[Activity]
Reproduce the section of the listing that begins at the line containing "spin the reaper." and finishes at the line containing "Duration) -> Duration". Include both end lines and nothing beyond them.

[Extracted entries]
//! Partitioning of the key space into segments and their owners.
//!
//! ```text
//! key ──xxHash64──▶ segment (mod num_segments)
//!                      │
//!                      ▼
//!     SegmentTable[segment] = [primary, backup, ...]   (rendezvous ranking per view)
//! ```
//!
//! A view change produces a new table. Diffing the nodes that held each
//! segment before the change against the new table yields a [`TransferPlan`]:
//! which segments the local node pulls, which it drops, and the [`Topology`]
//! that routes requests while entries migrate.

mod ownership;
mod segments;

pub use ownership::{KeyOwnership, SegmentPull, Topology, TransferPlan};
pub use segments::{segment_of, SegmentId, SegmentTable};
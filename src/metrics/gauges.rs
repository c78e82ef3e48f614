//! Gauges for point-in-time values.

use std::sync::atomic::{AtomicI64, Ordering};

/// A named value that moves both ways.
#[derive(Debug)]
pub struct Gauge {
    name: &'static str,
    help: &'static str,
    value: AtomicI64,
}

impl Gauge {
    /// Create a gauge at zero.
    pub const fn new(name: &'static str, help: &'static str) -> Self {
        Self {
            name,
            help,
            value: AtomicI64::new(0),
        }
    }

    pub fn name(&self) -> &'static str {
        self.name
    }

    pub fn help(&self) -> &'static str {
        self.help
    }

    pub fn set(&self, value: i64) {
        self.value.store(value, Ordering::Relaxed);
    }

    pub fn get(&self) -> i64 {
        self.value.load(Ordering::Relaxed)
    }
}
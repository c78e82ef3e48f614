//! Cluster views, membership protocol and cache events.

pub mod events;
pub mod membership;
pub mod view;

pub use events::{CacheEvent, CacheListener, ListenerId, Listeners, LoggingListener};
pub use membership::{ViewManager, ViewSubscriber};
pub use view::{ClusterView, ViewChange};
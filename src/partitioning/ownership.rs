//! Ownership queries and view-change transfer plans.

use crate::cluster::view::ClusterView;
use crate::partitioning::segments::{segment_of, SegmentId, SegmentTable};
use crate::types::NodeId;
use std::collections::HashSet;

/// Ownership information for a key.
#[derive(Debug, Clone)]
pub struct KeyOwnership {
    /// The key.
    pub key: String,

    /// Segment the key hashes to.
    pub segment: SegmentId,

    /// Primary owner node.
    pub primary: Option<NodeId>,

    /// Backup nodes (in order of preference).
    pub backups: Vec<NodeId>,
}

impl KeyOwnership {
    /// Get all owner nodes (primary + backups).
    pub fn all_owners(&self) -> Vec<NodeId> {
        self.primary.iter().chain(self.backups.iter()).copied().collect()
    }
}

/// The routing snapshot for one view: the segment table plus, while entries
/// are migrating, the previous holders of each changed segment that are still
/// members.
///
/// Snapshots are immutable and replaced wholesale on every view change.
#[derive(Debug, Clone)]
pub struct Topology {
    view: ClusterView,
    table: SegmentTable,
    sources: Option<Vec<Vec<NodeId>>>,
}

impl Topology {
    /// A settled topology for `view`.
    pub fn settled(view: ClusterView, num_segments: u32, num_owners: usize) -> Self {
        let table = SegmentTable::compute(&view, num_segments, num_owners);
        Self {
            view,
            table,
            sources: None,
        }
    }

    /// The view this snapshot routes for.
    pub fn view(&self) -> &ClusterView {
        &self.view
    }

    /// The segment table of the view.
    pub fn table(&self) -> &SegmentTable {
        &self.table
    }

    /// Number of segments.
    pub fn num_segments(&self) -> u32 {
        self.table.num_segments()
    }

    /// Segment of a key.
    pub fn segment_of(&self, key: &str) -> SegmentId {
        segment_of(key, self.table.num_segments())
    }

    /// Ownership of a key under the new table.
    pub fn ownership(&self, key: &str) -> KeyOwnership {
        let segment = self.segment_of(key);
        KeyOwnership {
            key: key.to_string(),
            segment,
            primary: self.table.primary(segment),
            backups: self.table.owners(segment).iter().skip(1).copied().collect(),
        }
    }

    /// Whether `segment` is still being transferred to new owners.
    pub fn is_migrating(&self, segment: SegmentId) -> bool {
        self.sources
            .as_ref()
            .and_then(|s| s.get(segment as usize))
            .map(|s| !s.is_empty())
            .unwrap_or(false)
    }

    /// Whether any segment is migrating.
    pub fn in_transition(&self) -> bool {
        self.migrating_segments() > 0
    }

    /// Number of migrating segments.
    pub fn migrating_segments(&self) -> usize {
        self.sources
            .as_ref()
            .map(|s| s.iter().filter(|holders| !holders.is_empty()).count())
            .unwrap_or(0)
    }

    /// Previous holders of a migrating segment that are still members.
    pub fn sources(&self, segment: SegmentId) -> &[NodeId] {
        self.sources
            .as_ref()
            .and_then(|s| s.get(segment as usize))
            .map(Vec::as_slice)
            .unwrap_or(&[])
    }

    /// Nodes to read a segment from, in order. Previous holders come first
    /// while the segment migrates.
    pub fn read_owners(&self, segment: SegmentId) -> Vec<NodeId> {
        let mut owners: Vec<NodeId> = self.sources(segment).to_vec();
        for id in self.table.owners(segment) {
            if !owners.contains(id) {
                owners.push(*id);
            }
        }
        owners
    }

    /// Nodes a write must reach: the new owners, and the previous holders
    /// outside the new owners while the segment migrates.
    pub fn write_targets(&self, segment: SegmentId) -> (Vec<NodeId>, Vec<NodeId>) {
        let owners = self.table.owners(segment).to_vec();
        let forwards = self
            .sources(segment)
            .iter()
            .filter(|id| !owners.contains(id))
            .copied()
            .collect();
        (owners, forwards)
    }

    /// Every node that may hold entries of each segment right now.
    pub fn holders(&self) -> Vec<Vec<NodeId>> {
        (0..self.num_segments()).map(|s| self.read_owners(s)).collect()
    }

    /// The same view with migration finished.
    pub fn settle(&self) -> Self {
        Self {
            view: self.view.clone(),
            table: self.table.clone(),
            sources: None,
        }
    }
}

/// A segment the local node must pull, with the nodes to pull it from.
#[derive(Debug, Clone, PartialEq, Eq)]
pub struct SegmentPull {
    pub segment: SegmentId,
    pub sources: Vec<NodeId>,
}

/// Result of diffing the previous holders against a new segment table.
#[derive(Debug, Clone)]
pub struct TransferPlan {
    /// Segments the local node gained, to be pulled from previous holders.
    pub pulls: Vec<SegmentPull>,

    /// Segments the local node lost, dropped once transfer completes.
    pub dropped: Vec<SegmentId>,

    /// Routing snapshot to install for the new view.
    pub topology: Topology,
}

impl TransferPlan {
    /// Diff `holders` (per segment, the nodes that held entries before the
    /// view change) against the table for `view`.
    ///
    /// Segments in `unfinished` were being pulled when the view changed and are
    /// pulled again if the local node still owns them.
    pub fn compute(
        holders: &[Vec<NodeId>],
        view: ClusterView,
        num_segments: u32,
        num_owners: usize,
        local: NodeId,
        unfinished: &HashSet<SegmentId>,
    ) -> Self {
        let table = SegmentTable::compute(&view, num_segments, num_owners);
        let mut sources = Vec::with_capacity(num_segments as usize);
        let mut pulls = Vec::new();
        let mut dropped = Vec::new();

        for segment in 0..num_segments {
            let old: &[NodeId] = holders.get(segment as usize).map(Vec::as_slice).unwrap_or(&[]);
            let new = table.owners(segment);

            let old_set: HashSet<&NodeId> = old.iter().collect();
            let new_set: HashSet<&NodeId> = new.iter().collect();
            if old_set == new_set {
                sources.push(Vec::new());
                continue;
            }

            let surviving: Vec<NodeId> = old.iter().filter(|id| view.contains(**id)).copied().collect();

            let was_holder = old.contains(&local);
            let is_owner = new.contains(&local);
            if is_owner && (!was_holder || unfinished.contains(&segment)) {
                let from: Vec<NodeId> = surviving.iter().filter(|id| **id != local).copied().collect();
                if !from.is_empty() {
                    pulls.push(SegmentPull {
                        segment,
                        sources: from,
                    });
                }
            }
            if was_holder && !is_owner {
                dropped.push(segment);
            }

            sources.push(surviving);
        }

        let migrating = sources.iter().any(|s| !s.is_empty());
        let topology = Topology {
            view,
            table,
            sources: migrating.then_some(sources),
        };

        Self {
            pulls,
            dropped,
            topology,
        }
    }
}
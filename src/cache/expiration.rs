//! Active expiration.
//!
//! Lookups already drop expired entries lazily. The reaper additionally
//! walks the store on a period of at most a tenth of the shortest lifespan
//! stored so far and evicts expired entries in small batches, yielding
//! between batches.

use crate::cache::storage::EntryStore;
use crate::config::ExpirationConfig;
use crate::types::now_ms;
use std::sync::Arc;
use std::time::Duration;
use tokio_util::sync::CancellationToken;
use tracing::{debug, trace};

/// Floor for the reaper period, so tiny lifespans don't spin the reaper.
const MIN_REAPER_PERIOD: Duration = Duration::from_millis(10);

/// Effective reaper period: `min(reaper_interval, lifespan / 10)`.
pub fn reaper_period(config: &ExpirationConfig, lifespan: Duration) -> Duration {
    config
        .reaper_interval
        .min(lifespan / 10)
        .max(MIN_REAPER_PERIOD)
}

/// Periodic sweeper of expired entries.
pub struct Reaper {
    store: Arc<EntryStore>,
    config: ExpirationConfig,
    batch_size: usize,
    /// Default lifespan of the cache.
    lifespan: Duration,
}

impl Reaper {
    /// Create a reaper for `store`.
    pub fn new(store: Arc<EntryStore>, config: &ExpirationConfig, lifespan: Duration) -> Self {
        Self {
            store,
            config: config.clone(),
            batch_size: config.batch_size.max(1),
            lifespan,
        }
    }

    /// Period until the next sweep, shortened by any shorter per-entry
    /// lifespan stored since the last one.
    fn next_period(&self) -> Duration {
        let lifespan = match self.store.shortest_lifespan() {
            Some(shortest) => shortest.min(self.lifespan),
            None => self.lifespan,
        };
        reaper_period(&self.config, lifespan)
    }

    /// Evict every entry expired as of now, calling `on_expired` for each.
    /// Returns the number evicted.
    pub async fn sweep<F>(&self, mut on_expired: F) -> usize
    where
        F: FnMut(&str),
    {
        let now = now_ms();
        let candidates = self.store.expired_keys(now);
        let mut evicted = 0;
        for batch in candidates.chunks(self.batch_size) {
            for key in batch {
                // Skip keys rewritten since the scan.
                if self.store.evict_if_expired(key, now) {
                    evicted += 1;
                    on_expired(key);
                }
            }
            tokio::task::yield_now().await;
        }
        evicted
    }

    /// Sweep every period until `shutdown` fires.
    pub async fn run<F>(self, shutdown: CancellationToken, mut on_expired: F)
    where
        F: FnMut(&str) + Send,
    {
        let mut period = self.next_period();
        debug!(period_ms = period.as_millis() as u64, "Expiration reaper started");
        loop {
            tokio::select! {
                _ = shutdown.cancelled() => break,
                _ = tokio::time::sleep(period) => {
                    let evicted = self.sweep(&mut on_expired).await;
                    if evicted > 0 {
                        trace!(evicted, "Reaped expired entries");
                    }
                }
            }
            let next = self.next_period();
            if next != period {
                debug!(period_ms = next.as_millis() as u64, "Reaper period changed");
                period = next;
            }
        }
        debug!("Expiration reaper stopped");
    }
}
//! Clustered read-through cache with synchronous segment replication.
//!
//! This crate provides an embedded cache whose nodes form a cluster over TCP:
//! - **Segments** spread keys over members, each segment owned by `num_owners` nodes
//! - **Synchronous replication** to every owner on put and remove
//! - **Read-through loading** with one loader invocation per key and node
//! - **State transfer** moving segments to their new owners on view changes
//!
//! # Features
//!
//! - Any node can serve any key; reads go remote only for keys it does not own
//! - Per-entry lifespan with lazy expiry and a background reaper
//! - Coordinator-driven membership with heartbeat failure detection
//! - Degraded writes keep working when fewer owners than configured are alive
//! - Hit/miss statistics and Prometheus text export
//!
//! # Example
//!
//! ```rust,no_run
//! use cortado::{CacheConfig, ClusteredCache};
//! use std::time::Duration;
//!
//! #[tokio::main]
//! async fn main() -> Result<(), Box<dyn std::error::Error>> {
//!     let config = CacheConfig::new("weather")
//!         .with_bind_addr("127.0.0.1:7801")
//!         .with_seed_nodes(["127.0.0.1:7800"])
//!         .with_num_owners(2)
//!         .with_statistics(true);
//!
//!     let cache: ClusteredCache<f32> = ClusteredCache::start(config).await?;
//!
//!     cache.put("Madrid", &18.5).await?;
//!     if let Some(temperature) = cache.get("Madrid").await? {
//!         println!("Madrid: {}", temperature);
//!     }
//!     cache.remove("Madrid").await?;
//!
//!     println!("hit ratio {}", cache.stats().hit_ratio);
//!     cache.shutdown().await;
//!     Ok(())
//! }
//! ```
//!
//! # Architecture
//!
//! ```text
//! ┌─────────────────────────────────────────────┐
//! │            Application Layer                 │
//! └─────────────────────────────────────────────┘
//!                     │
//!                     ▼
//! ┌─────────────────────────────────────────────┐
//! │          ClusteredCache API                 │
//! │  • get(key) -> Option<V>                    │
//! │  • put(key, value) -> Result<()>            │
//! │  • compute_if_absent(key, loader)           │
//! └─────────────────────────────────────────────┘
//!                     │
//!     ┌───────────────┼───────────────┐
//!     ▼               ▼               ▼
//! ┌─────────┐   ┌────────────┐   ┌─────────┐
//! │ Cluster │   │Partitioning│   │  Entry  │
//! │  Views  │   │ (segments) │   │  Store  │
//! └─────────┘   └────────────┘   └─────────┘
//! ```
//!
//! # Consistency Model
//!
//! - **Writes**: acknowledged by every reachable owner before returning
//! - **Reads**: served by the first reachable owner; last writer wins
//! - **View changes**: reads prefer previous holders until transfer completes

pub mod cache;
pub mod cluster;
pub mod config;
pub mod error;
pub mod metrics;
pub mod network;
pub mod partitioning;
#[cfg(test)]
mod testing;
pub mod types;

// Re-export main types for convenience
pub use cache::{ClusteredCache, WeakCache};
pub use config::{
    CacheConfig, ExpirationConfig, LoaderConfig, MembershipConfig, StateTransferConfig,
    TransportConfig,
};
pub use error::{Error, NetworkError, Result};
pub use types::{CacheMode, NodeAddress, NodeId};

// Re-export cluster types
pub use cluster::{CacheEvent, CacheListener, ClusterView, ListenerId, LoggingListener};

// Re-export partitioning types
pub use partitioning::SegmentId;

// Re-export metrics types
pub use metrics::{DegradedReplication, StatsSnapshot};
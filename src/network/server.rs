//! TCP server for inbound peer requests.
//!
//! Each accepted connection gets a reader task and two dispatchers, one for
//! membership traffic and one for data traffic. Each dispatcher handles its
//! requests strictly in arrival order, which gives FIFO delivery per sender.
//! The queues in front of the dispatchers are bounded; a request that finds
//! its queue full is answered with [`Message::Overloaded`] straight from the
//! reader.

use crate::config::TransportConfig;
use crate::error::{NetworkError, Result};
use crate::network::rpc::{read_frame, write_frame, Frame, Message};
use async_trait::async_trait;
use std::net::SocketAddr;
use std::sync::Arc;
use tokio::net::tcp::OwnedWriteHalf;
use tokio::net::{TcpListener, TcpStream};
use tokio::sync::mpsc::error::TrySendError;
use tokio::sync::{mpsc, Mutex};
use tokio_util::sync::CancellationToken;
use tracing::{debug, error, info, trace, warn};

/// Handler for inbound requests.
#[async_trait]
pub trait RequestHandler: Send + Sync + 'static {
    /// Handle one request, writing zero or more replies through `responder`.
    async fn handle(&self, message: Message, responder: &mut Responder) -> Result<()>;
}

/// Writes replies for a single request.
pub struct Responder {
    correlation_id: u64,
    writer: Arc<Mutex<OwnedWriteHalf>>,
    max_frame_size: usize,
    replies: usize,
}

impl Responder {
    fn new(correlation_id: u64, writer: Arc<Mutex<OwnedWriteHalf>>, max_frame_size: usize) -> Self {
        Self {
            correlation_id,
            writer,
            max_frame_size,
            replies: 0,
        }
    }

    /// Send a reply carrying the request's correlation id.
    pub async fn reply(&mut self, message: Message) -> Result<()> {
        let frame = Frame::new(self.correlation_id, message);
        let mut writer = self.writer.lock().await;
        write_frame(&mut *writer, &frame, self.max_frame_size).await?;
        self.replies += 1;
        Ok(())
    }

    /// Number of replies sent so far.
    pub fn replies(&self) -> usize {
        self.replies
    }
}

/// TCP server for peer communication.
pub struct NetworkServer {
    /// Bound listener.
    listener: TcpListener,

    /// Request handler.
    handler: Arc<dyn RequestHandler>,

    /// Transport settings.
    config: TransportConfig,

    /// Stops the accept loop and every connection.
    shutdown: CancellationToken,
}

impl NetworkServer {
    /// Create a server over an already bound listener.
    pub fn new(
        listener: TcpListener,
        handler: Arc<dyn RequestHandler>,
        config: TransportConfig,
        shutdown: CancellationToken,
    ) -> Self {
        Self {
            listener,
            handler,
            config,
            shutdown,
        }
    }

    /// Address the server accepts connections on.
    pub fn local_addr(&self) -> Result<SocketAddr> {
        Ok(self.listener.local_addr().map_err(NetworkError::Io)?)
    }

    /// Run the accept loop until shutdown.
    pub async fn run(self) -> Result<()> {
        let addr = self.local_addr()?;
        info!(%addr, "Network server listening");

        loop {
            tokio::select! {
                result = self.listener.accept() => {
                    match result {
                        Ok((stream, peer_addr)) => {
                            debug!(peer = %peer_addr, "Accepted connection");
                            let _ = stream.set_nodelay(true);
                            let handler = self.handler.clone();
                            let config = self.config.clone();
                            let token = self.shutdown.child_token();
                            tokio::spawn(async move {
                                if let Err(e) = Self::handle_connection(stream, handler, config, token).await {
                                    debug!(peer = %peer_addr, error = %e, "Connection handler error");
                                }
                            });
                        }
                        Err(e) => {
                            error!(error = %e, "Failed to accept connection");
                        }
                    }
                }
                _ = self.shutdown.cancelled() => {
                    info!(%addr, "Network server shutting down");
                    break;
                }
            }
        }

        Ok(())
    }

    async fn handle_connection(
        stream: TcpStream,
        handler: Arc<dyn RequestHandler>,
        config: TransportConfig,
        token: CancellationToken,
    ) -> Result<()> {
        let (mut reader, writer) = stream.into_split();
        let writer = Arc::new(Mutex::new(writer));

        let (control_tx, control_rx) = mpsc::channel(config.inbound_queue_depth);
        let (data_tx, data_rx) = mpsc::channel(config.inbound_queue_depth);
        for rx in [control_rx, data_rx] {
            tokio::spawn(Self::dispatch(
                rx,
                handler.clone(),
                writer.clone(),
                config.max_frame_size,
                token.clone(),
            ));
        }

        let result = loop {
            let frame = tokio::select! {
                _ = token.cancelled() => break Ok(()),
                frame = read_frame(&mut reader, config.max_frame_size) => frame,
            };
            let frame = match frame {
                Ok(Some(frame)) => frame,
                Ok(None) => break Ok(()),
                Err(e) => break Err(e),
            };
            trace!(kind = %frame.kind, correlation_id = frame.correlation_id, "Inbound request");

            let queue = if frame.kind.is_control() {
                &control_tx
            } else {
                &data_tx
            };
            match queue.try_send(frame) {
                Ok(()) => {}
                Err(TrySendError::Full(frame)) => {
                    warn!(kind = %frame.kind, "Inbound queue full, rejecting request");
                    let reply = Frame::new(frame.correlation_id, Message::Overloaded);
                    let mut writer = writer.lock().await;
                    if let Err(e) = write_frame(&mut *writer, &reply, config.max_frame_size).await {
                        break Err(e);
                    }
                }
                Err(TrySendError::Closed(_)) => break Ok(()),
            }
        };

        token.cancel();
        result
    }

    async fn dispatch(
        mut rx: mpsc::Receiver<Frame>,
        handler: Arc<dyn RequestHandler>,
        writer: Arc<Mutex<OwnedWriteHalf>>,
        max_frame_size: usize,
        token: CancellationToken,
    ) {
        loop {
            let frame = tokio::select! {
                _ = token.cancelled() => break,
                frame = rx.recv() => match frame {
                    Some(frame) => frame,
                    None => break,
                },
            };
            let kind = frame.kind;
            let mut responder = Responder::new(frame.correlation_id, writer.clone(), max_frame_size);

            let handled = tokio::select! {
                _ = token.cancelled() => break,
                handled = handler.handle(frame.message, &mut responder) => handled,
            };
            if let Err(e) = handled {
                debug!(%kind, error = %e, "Request failed");
                if responder.replies() == 0 {
                    let reason = e.to_string();
                    if responder.reply(Message::Error { reason }).await.is_err() {
                        break;
                    }
                }
            }
        }
    }
}
//! Segment allocation.
//!
//! Keys hash into `num_segments` segments. Each segment is owned by up to
//! `num_owners` nodes chosen by rendezvous hashing, primary first. The table
//! is a pure function of the view members and the two parameters, so every
//! node computes the same table for the same view.

use crate::cluster::view::ClusterView;
use crate::types::NodeId;
use std::collections::HashMap;
use std::hash::Hasher;
use twox_hash::XxHash64;

/// Index of a hash segment.
pub type SegmentId = u32;

/// Segment of a key: `xxHash64(key) mod num_segments`.
pub fn segment_of(key: &str, num_segments: u32) -> SegmentId {
    let mut hasher = XxHash64::with_seed(0);
    hasher.write(key.as_bytes());
    (hasher.finish() % num_segments as u64) as SegmentId
}

/// Rendezvous score of a node for a segment.
fn score(segment: SegmentId, node: NodeId) -> u64 {
    let mut hasher = XxHash64::with_seed(segment as u64);
    hasher.write(node.as_bytes());
    hasher.finish()
}

/// Nodes ranked for a segment: highest score first, ties broken by view order.
fn ranking(segment: SegmentId, members: &[NodeId]) -> Vec<NodeId> {
    let mut ranked: Vec<(u64, usize, NodeId)> = members
        .iter()
        .enumerate()
        .map(|(pos, id)| (score(segment, *id), pos, *id))
        .collect();
    ranked.sort_by(|a, b| b.0.cmp(&a.0).then(a.1.cmp(&b.1)));
    ranked.into_iter().map(|(_, _, id)| id).collect()
}

/// Owners of every segment for one view.
#[derive(Debug, Clone, PartialEq, Eq)]
pub struct SegmentTable {
    view_id: u64,
    owners: Vec<Vec<NodeId>>,
}

impl SegmentTable {
    /// Compute the table for `view`.
    pub fn compute(view: &ClusterView, num_segments: u32, num_owners: usize) -> Self {
        let members = view.ids();
        let n = members.len();
        if n == 0 {
            return Self {
                view_id: view.id,
                owners: vec![Vec::new(); num_segments as usize],
            };
        }

        let s = num_segments as usize;
        let o = num_owners.min(n);
        let slot_cap = (s * o).div_ceil(n);
        let primary_cap = s.div_ceil(n);

        let rankings: Vec<Vec<NodeId>> = (0..num_segments)
            .map(|segment| ranking(segment, &members))
            .collect();
        let mut owners: Vec<Vec<NodeId>> = rankings
            .iter()
            .map(|ranked| ranked.iter().take(o).copied().collect())
            .collect();

        Self::cap_slots(&mut owners, &rankings, &members, slot_cap);
        Self::balance_primaries(&mut owners, &rankings, primary_cap);

        Self {
            view_id: view.id,
            owners,
        }
    }

    /// Hand segments of nodes above the slot cap to the best-ranked node below it.
    ///
    /// A node above the cap always owns some segment that a node below the cap
    /// does not, so each step makes progress.
    fn cap_slots(owners: &mut [Vec<NodeId>], rankings: &[Vec<NodeId>], members: &[NodeId], cap: usize) {
        let mut slots: HashMap<NodeId, usize> = members.iter().map(|id| (*id, 0)).collect();
        for list in owners.iter() {
            for id in list {
                *slots.entry(*id).or_insert(0) += 1;
            }
        }

        for heavy in members {
            while slots[heavy] > cap {
                let mut moved = false;
                for (segment, list) in owners.iter_mut().enumerate() {
                    let Some(pos) = list.iter().position(|id| id == heavy) else {
                        continue;
                    };
                    let light = rankings[segment]
                        .iter()
                        .find(|id| !list.contains(id) && slots[*id] < cap)
                        .copied();
                    if let Some(light) = light {
                        list[pos] = light;
                        let ranked = &rankings[segment];
                        list.sort_by_key(|id| ranked.iter().position(|r| r == id));
                        *slots.entry(*heavy).or_insert(0) -= 1;
                        *slots.entry(light).or_insert(0) += 1;
                        moved = true;
                        break;
                    }
                }
                if !moved {
                    break;
                }
            }
        }
    }

    /// Swap an overloaded primary with the next-ranked backup that still has room.
    fn balance_primaries(owners: &mut [Vec<NodeId>], rankings: &[Vec<NodeId>], cap: usize) {
        let mut primaries: HashMap<NodeId, usize> = HashMap::new();
        for list in owners.iter() {
            if let Some(primary) = list.first() {
                *primaries.entry(*primary).or_insert(0) += 1;
            }
        }

        for (segment, list) in owners.iter_mut().enumerate() {
            let Some(&primary) = list.first() else {
                continue;
            };
            if primaries[&primary] <= cap {
                continue;
            }
            let lighter = rankings[segment]
                .iter()
                .filter(|id| **id != primary && list.contains(id))
                .find(|id| primaries.get(id).copied().unwrap_or(0) < cap)
                .copied();
            if let Some(backup) = lighter {
                if let Some(pos) = list.iter().position(|id| *id == backup) {
                    list.swap(0, pos);
                    *primaries.entry(primary).or_insert(0) -= 1;
                    *primaries.entry(backup).or_insert(0) += 1;
                }
            }
        }
    }

    /// View this table was computed for.
    pub fn view_id(&self) -> u64 {
        self.view_id
    }

    /// Number of segments.
    pub fn num_segments(&self) -> u32 {
        self.owners.len() as u32
    }

    /// Owners of a segment, primary first.
    pub fn owners(&self, segment: SegmentId) -> &[NodeId] {
        self.owners
            .get(segment as usize)
            .map(Vec::as_slice)
            .unwrap_or(&[])
    }

    /// Primary owner of a segment.
    pub fn primary(&self, segment: SegmentId) -> Option<NodeId> {
        self.owners(segment).first().copied()
    }

    /// Whether `node` owns `segment`.
    pub fn is_owner(&self, segment: SegmentId, node: NodeId) -> bool {
        self.owners(segment).contains(&node)
    }

    /// Segments owned by `node`.
    pub fn segments_of(&self, node: NodeId) -> Vec<SegmentId> {
        (0..self.num_segments())
            .filter(|s| self.is_owner(*s, node))
            .collect()
    }

    /// Number of segments each node owns.
    pub fn owned_counts(&self) -> HashMap<NodeId, usize> {
        let mut counts = HashMap::new();
        for list in &self.owners {
            for id in list {
                *counts.entry(*id).or_insert(0) += 1;
            }
        }
        counts
    }
}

[Your solution]
/// Floor for the reaper period, so tiny lifespans don't spin the reaper.
const MIN_REAPER_PERIOD: Duration = Duration::from_millis(10);

/// Effective reaper period: `min(reaper_interval, lifespan / 10)`.
pub fn reaper_period(config: &ExpirationConfig, lifespan: Duration) -> Duration {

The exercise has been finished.